Alessandro Baricco dialoga con Jan Brokken al Salone del Libro di Torino
Alessandro Baricco, uno degli autori italiani più apprezzati e Jan Brokken, scrittore olandese autore di “Anime Baltiche” e del più recente “Il giardino dei cosacchi” sono stati ospiti di un interessante dibattito sulla scrittura e sul mestiere dello scrittore, venerdì 19 maggio nella Sala Gialla del Salone del Libro di Torino.
L’incontro, presentato da Nicola Lagioia, moderato da Marco Filoni e tradotto simultaneamente nella lingua dei segni, ha preso spunto dalla recente pubblicazione (novembre 2016) del romanzo di Brokken “Il giardino dei cosacchi”, edito da Iperborea, che vede come protagonista la figura dello scrittore Dostoevskij.
I due scrittori hanno messo in scena un dibattito dal quale si evince come la pratica della scrittura possa declinarsi in modi e forme differenti a seconda degli autori. Il primo quesito che viene alla mente è: “di cosa si deve scrivere?”. Brokken ritiene che i fatti siano fatti e siano sacri e questo è sufficiente a motivare la sua scelta di scrivere storie vere di vita, come accade per “Il giardino dei cosacchi”, che mette in scena la dura vita di Dostoevskij durante il suo periodo di deportazione in Siberia, dopo essere stato risparmiato a pochi minuti dalla fucilazione. Furono gli anni siberiani a segnare uno spartiacque nella vita dello scrittore russo e a plasmarne sostanzialmente l’opera. Nel caso di “Anime baltiche” la realtà è descritta nei termini di un viaggio attraverso i paesi baltici, dove personaggi celebri come Mark Rothko, Hannah Arendt, Romain Gary, Gidon Kremer sono nati e la cui anima baltica li ha accompagnati nella loro fuga oltre confine.
Dal canto suo Alessandro Baricco, che non nega di aver pensato in svariare occasioni di scrivere una biografia di un personaggio celebre, ritiene in fin dei conti che l’esigenza della realtà e della verità sia propria del lettore contemporaneo. È il lettore che vuole si parli di fatti realmente accaduti, che vuole sapere come si sono svolte determinate vicende; il lettore vuole avere davanti agli occhi nient’altro che le cose vere. Diversamente lo spirito di Baricco si sente legato all’immagine dello scrittore come di colui che inventa mondi e realtà proprie, che inventa storie e persone che non esistono se non grazie all’autore. Il mestiere dello scrittore è fondamentalmente a suo dire un lavoro di creazione, una forma di artigianato e di conseguenza una forma del sapere, del saper fare. Non c’è dunque nessuna necessità per uno scrittore di scrivere un libro che provenga direttamente dalla realtà.

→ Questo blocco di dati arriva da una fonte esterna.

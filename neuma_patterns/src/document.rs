// Documents, their metadata, and per-document analysis.
//
// A `Document` is one manuscript unit: an id, a free-form metadata map, and
// the lowered tree. Building one (`from_value` / `from_source`) is the only
// fallible step; a built document always analyzes.
//
// Metadata keys read here:
// - `source_id`, else `source`: the aggregation key (`"Unknown"` if neither);
// - `initial_folio`, else `foliostart`: starting folio;
// - `initial_line`, else `zeilenstart`: starting line, also the seed of the
//   zeile counter when it parses as an integer (0 otherwise).
//
// Documents whose id ends with one of `AnalysisConfig::excluded_id_suffixes`
// (transcription copies `TR` and ghost sources `GS` by default) are skipped
// before any traversal.

use crate::aggregate::AggregateResult;
use crate::error::AnalysisError;
use crate::node::{Node, lower_node};
use crate::source::SourceNode;
use crate::traverse::{Context, FoundPattern, Walker};
use serde::{Deserialize, Serialize};
use serde_json::{Map, Value};

/// Source name used when the metadata names none.
pub const UNKNOWN_SOURCE: &str = "Unknown";

/// Key-value metadata attached to a document.
#[derive(Debug, Clone, Default, PartialEq, Serialize, Deserialize)]
#[serde(transparent)]
pub struct DocumentMeta(Map<String, Value>);

impl DocumentMeta {
    pub fn new() -> Self {
        Self::default()
    }

    pub fn from_map(map: Map<String, Value>) -> Self {
        DocumentMeta(map)
    }

    pub fn insert(&mut self, key: impl Into<String>, value: impl Into<Value>) {
        self.0.insert(key.into(), value.into());
    }

    /// Builder-style `insert`.
    pub fn with(mut self, key: impl Into<String>, value: impl Into<Value>) -> Self {
        self.insert(key, value);
        self
    }

    /// A field as text: non-empty strings and numbers count, anything else
    /// (missing, null, empty string, bool, nested) does not.
    pub fn text(&self, key: &str) -> Option<String> {
        match self.0.get(key)? {
            Value::String(s) if !s.is_empty() => Some(s.clone()),
            Value::Number(n) => Some(n.to_string()),
            _ => None,
        }
    }

    /// First of `keys` that yields text.
    fn first_text(&self, keys: &[&str]) -> Option<String> {
        keys.iter().find_map(|k| self.text(k))
    }

    pub fn source_name(&self) -> String {
        self.first_text(&["source_id", "source"])
            .unwrap_or_else(|| UNKNOWN_SOURCE.to_string())
    }

    pub fn document_id(&self) -> Option<String> {
        self.text("document_id")
    }

    /// Context a traversal of this document starts from.
    pub fn initial_context(&self) -> Context {
        Context {
            folio: self
                .first_text(&["initial_folio", "foliostart"])
                .unwrap_or_default(),
            line: self
                .first_text(&["initial_line", "zeilenstart"])
                .unwrap_or_else(|| "0".to_string()),
            syllable: String::new(),
        }
    }
}

/// Analysis settings shared by every document of a run.
#[derive(Debug, Clone, PartialEq, Eq, Serialize, Deserialize)]
#[serde(default)]
pub struct AnalysisConfig {
    /// Document ids ending with any of these are excluded.
    pub excluded_id_suffixes: Vec<String>,
}

impl Default for AnalysisConfig {
    fn default() -> Self {
        AnalysisConfig {
            excluded_id_suffixes: vec!["TR".to_string(), "GS".to_string()],
        }
    }
}

impl AnalysisConfig {
    pub fn is_excluded(&self, document_id: &str) -> bool {
        self.excluded_id_suffixes
            .iter()
            .any(|suffix| !suffix.is_empty() && document_id.ends_with(suffix.as_str()))
    }
}

/// One manuscript document, ready for analysis.
#[derive(Debug, Clone, PartialEq)]
pub struct Document {
    pub id: String,
    pub meta: DocumentMeta,
    pub data: Node,
}

impl Document {
    /// Build from a JSON tree. The root must be an object.
    pub fn from_value(
        id: impl Into<String>,
        meta: DocumentMeta,
        data: &Value,
    ) -> Result<Self, AnalysisError> {
        let id = id.into();
        if !data.is_object() {
            return Err(AnalysisError::RootNotANode { document_id: id });
        }
        Document::from_source(id, meta, data)
    }

    /// Build from any supported node shape.
    pub fn from_source<N: SourceNode>(
        id: impl Into<String>,
        meta: DocumentMeta,
        data: &N,
    ) -> Result<Self, AnalysisError> {
        Ok(Document {
            id: id.into(),
            meta,
            data: lower_node(data)?,
        })
    }

    pub fn source_name(&self) -> String {
        self.meta.source_name()
    }
}

/// Everything one document contributed, keyed by its source.
#[derive(Debug, Clone, PartialEq, Eq)]
pub struct DocumentPatterns {
    pub source: String,
    pub patterns: Vec<FoundPattern>,
}

/// Walk one document. Returns `None` for excluded documents.
pub fn analyze_document(doc: &Document, config: &AnalysisConfig) -> Option<DocumentPatterns> {
    if config.is_excluded(&doc.id) {
        tracing::debug!(document_id = %doc.id, "skipping excluded document");
        return None;
    }

    let initial = doc.meta.initial_context();
    let zeile_seed = initial.line.trim().parse().unwrap_or(0);
    let mut walker = Walker::new(&doc.id, initial, zeile_seed);
    walker.walk(&doc.data);
    let patterns = walker.finish();

    tracing::debug!(document_id = %doc.id, patterns = patterns.len(), "document analyzed");
    Some(DocumentPatterns {
        source: doc.source_name(),
        patterns,
    })
}

/// Analyze documents in order into one aggregate.
pub fn analyze_documents<'a, I>(docs: I, config: &AnalysisConfig) -> AggregateResult
where
    I: IntoIterator<Item = &'a Document>,
{
    let mut result = AggregateResult::new();
    for doc in docs {
        if let Some(found) = analyze_document(doc, config) {
            result.add_document(found);
        }
    }
    result
}

#[cfg(test)]
mod tests {
    use super::*;
    use crate::source::AttrNode;
    use serde_json::json;

    fn one_note_doc(id: &str, meta: DocumentMeta) -> Document {
        let data = json!({"kind": "Root", "children": [
            {"kind": "Syllable", "text": "al", "notes": {"spaced": [
                {"nonSpaced": [{"base": "G", "octave": 3}]}
            ]}}
        ]});
        Document::from_value(id, meta, &data).unwrap()
    }

    #[test]
    fn test_source_name_resolution() {
        let both = DocumentMeta::new().with("source_id", "Pa 1235").with("source", "other");
        assert_eq!(both.source_name(), "Pa 1235");
        let fallback = DocumentMeta::new().with("source_id", "").with("source", "Ba 5");
        assert_eq!(fallback.source_name(), "Ba 5");
        assert_eq!(DocumentMeta::new().source_name(), UNKNOWN_SOURCE);
    }

    #[test]
    fn test_initial_context_precedence() {
        let meta = DocumentMeta::new()
            .with("foliostart", "10r")
            .with("zeilenstart", 4)
            .with("initial_folio", "11v");
        let ctx = meta.initial_context();
        assert_eq!(ctx.folio, "11v");
        assert_eq!(ctx.line, "4");
        assert_eq!(DocumentMeta::new().initial_context().line, "0");
    }

    #[test]
    fn test_excluded_suffixes() {
        let config = AnalysisConfig::default();
        assert!(config.is_excluded("Pa1235_017TR"));
        assert!(config.is_excluded("X_GS"));
        assert!(!config.is_excluded("TR_first"));
        assert!(!config.is_excluded("Pa1235_017"));
    }

    #[test]
    fn test_excluded_document_contributes_nothing() {
        let doc = one_note_doc("abcTR", DocumentMeta::new().with("source_id", "S"));
        assert_eq!(analyze_document(&doc, &AnalysisConfig::default()), None);
        let result = analyze_documents([&doc], &AnalysisConfig::default());
        assert!(result.is_empty());
    }

    #[test]
    fn test_analyze_document_uses_meta() {
        let meta = DocumentMeta::new()
            .with("source_id", "S")
            .with("foliostart", "3r")
            .with("zeilenstart", "2");
        let doc = one_note_doc("d7", meta);
        let found = analyze_document(&doc, &AnalysisConfig::default()).unwrap();
        assert_eq!(found.source, "S");
        let occ = &found.patterns[0].occurrence;
        assert_eq!(
            (occ.folio.as_str(), occ.line.as_str(), occ.syllable.as_str()),
            ("3r", "2", "al")
        );
    }

    #[test]
    fn test_zeile_seed_from_initial_line() {
        let data = json!({"kind": "Root", "children": [
            {"kind": "ZeileContainer", "children": [
                {"kind": "Syllable", "text": "x", "notes": {"spaced": [
                    {"nonSpaced": [{"base": "C", "octave": 4}]}
                ]}}
            ]}
        ]});
        let meta = DocumentMeta::new().with("zeilenstart", "6");
        let doc = Document::from_value("d", meta, &data).unwrap();
        let found = analyze_document(&doc, &AnalysisConfig::default()).unwrap();
        assert_eq!(found.patterns[0].occurrence.line, "7");
    }

    #[test]
    fn test_huge_octaves_encode_in_order() {
        let data = json!({"kind": "Root", "children": [
            {"kind": "Syllable", "text": "hi", "notes": {"spaced": [
                {"nonSpaced": [{"grouped": [
                    {"base": "C", "octave": 200_000_000},
                    {"base": "D", "octave": 200_000_000},
                    {"base": "E", "octave": 5_000_000_000_i64}
                ]}]}
            ]}}
        ]});
        let doc = Document::from_value("d", DocumentMeta::new(), &data).unwrap();
        let found = analyze_document(&doc, &AnalysisConfig::default()).unwrap();
        // An octave outside the i32 range is not a usable note.
        assert_eq!(found.patterns[0].pattern, "[*u]");
        assert_eq!(found.patterns[0].occurrence.notes, "C200000000-D200000000");
    }

    #[test]
    fn test_maximal_start_lines_do_not_overflow() {
        let data = json!({"kind": "Root", "children": [
            {"kind": "LineChange"},
            {"kind": "ZeileContainer", "children": [
                {"kind": "Syllable", "text": "x", "notes": {"spaced": [
                    {"nonSpaced": [{"base": "C", "octave": 4}]}
                ]}}
            ]}
        ]});
        let max = i64::MAX.to_string();
        for key in ["zeilenstart", "initial_line"] {
            let meta = DocumentMeta::new().with(key, max.as_str());
            let doc = Document::from_value("d", meta, &data).unwrap();
            let found = analyze_document(&doc, &AnalysisConfig::default()).unwrap();
            assert_eq!(found.patterns[0].occurrence.line, max);
        }
    }

    #[test]
    fn test_root_must_be_object() {
        let err = Document::from_value("bad", DocumentMeta::new(), &json!([1, 2])).unwrap_err();
        assert!(matches!(err, AnalysisError::RootNotANode { .. }));
    }

    #[test]
    fn test_attr_document() {
        let root = AttrNode::new("Root").with(
            "children",
            vec![AttrNode::new("Syllable").with("text", "la").with(
                "notes",
                AttrNode::untyped().with(
                    "spaced",
                    vec![AttrNode::untyped().with(
                        "nonSpaced",
                        vec![AttrNode::untyped().with("base", "A").with("octave", 3)],
                    )],
                ),
            )],
        );
        let doc = Document::from_source("attr", DocumentMeta::new(), &root).unwrap();
        let found = analyze_document(&doc, &AnalysisConfig::default()).unwrap();
        assert_eq!(found.source, UNKNOWN_SOURCE);
        assert_eq!(found.patterns[0].pattern, "*");
        assert_eq!(found.patterns[0].occurrence.notes, "A3");
    }
}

Altro quesito importante dopo quello che verte sull’oggetto della scrittura, sul “che cosa” della scrittura è la domanda “per chi si scrive?”, vale a dire dove si colloca il lettore nel processo di scrittura. Se da un lato Brokken sostiene di non poter immaginare un lettore ideale dei suoi libri, perché ogni lettore dopo la lettura diventa a sua volta autore del suo proprio e personale libro, Baricco afferma di scrivere sempre per qualcuno, dal momento che la scrittura a suo parere non è mai un piacere solitario; anche qualora lo scrittore, preso a tratti dalla sua autoreferenzialità, si dimentichi del lettore, non vuol dire mai che questo sparisca. La domanda intrinsecamente situata al fondo dell’interrogativo “per chi si scrive?” diventa allora “a chi appartiene il libro una volta scritto?”. Il libro scritto può non appartenere più allo scrittore, ma consegnato da questo al mondo, appartenere ad ogni singolo lettore che si avvicina ad esso e che avvicinandosi in parte lo riscrive con la sua lettura.
In ultimo luogo si è parlato di un argomento abbastanza comune, ossia il blocco dello scrittore, il blocco della pagina bianca. Cosa significa il blocco dello scrittore? Entrambi gli scrittori hanno concordato che questo può essere inteso come un momento di difficoltà, che interviene nel processo normale di scrittura, ma non può mai essere inteso come un blocco radicale di fronte alla pagina bianca. Il cosiddetto “blocco dello scrittore o della pagina bianca” secondo Baricco è un privilegio che può permettersi solo chi non è nato per scrivere. Quando uno scrittore non riesce a scrivere, vuol dire che ha finito i libri dentro di sé. Cosa che a nessuno dei due scrittori sembra fortunatamente essere accaduta, anzi Brokken conclude affermando che mentre scrive un libro, lo fa pensando al successivo di là da scrivere.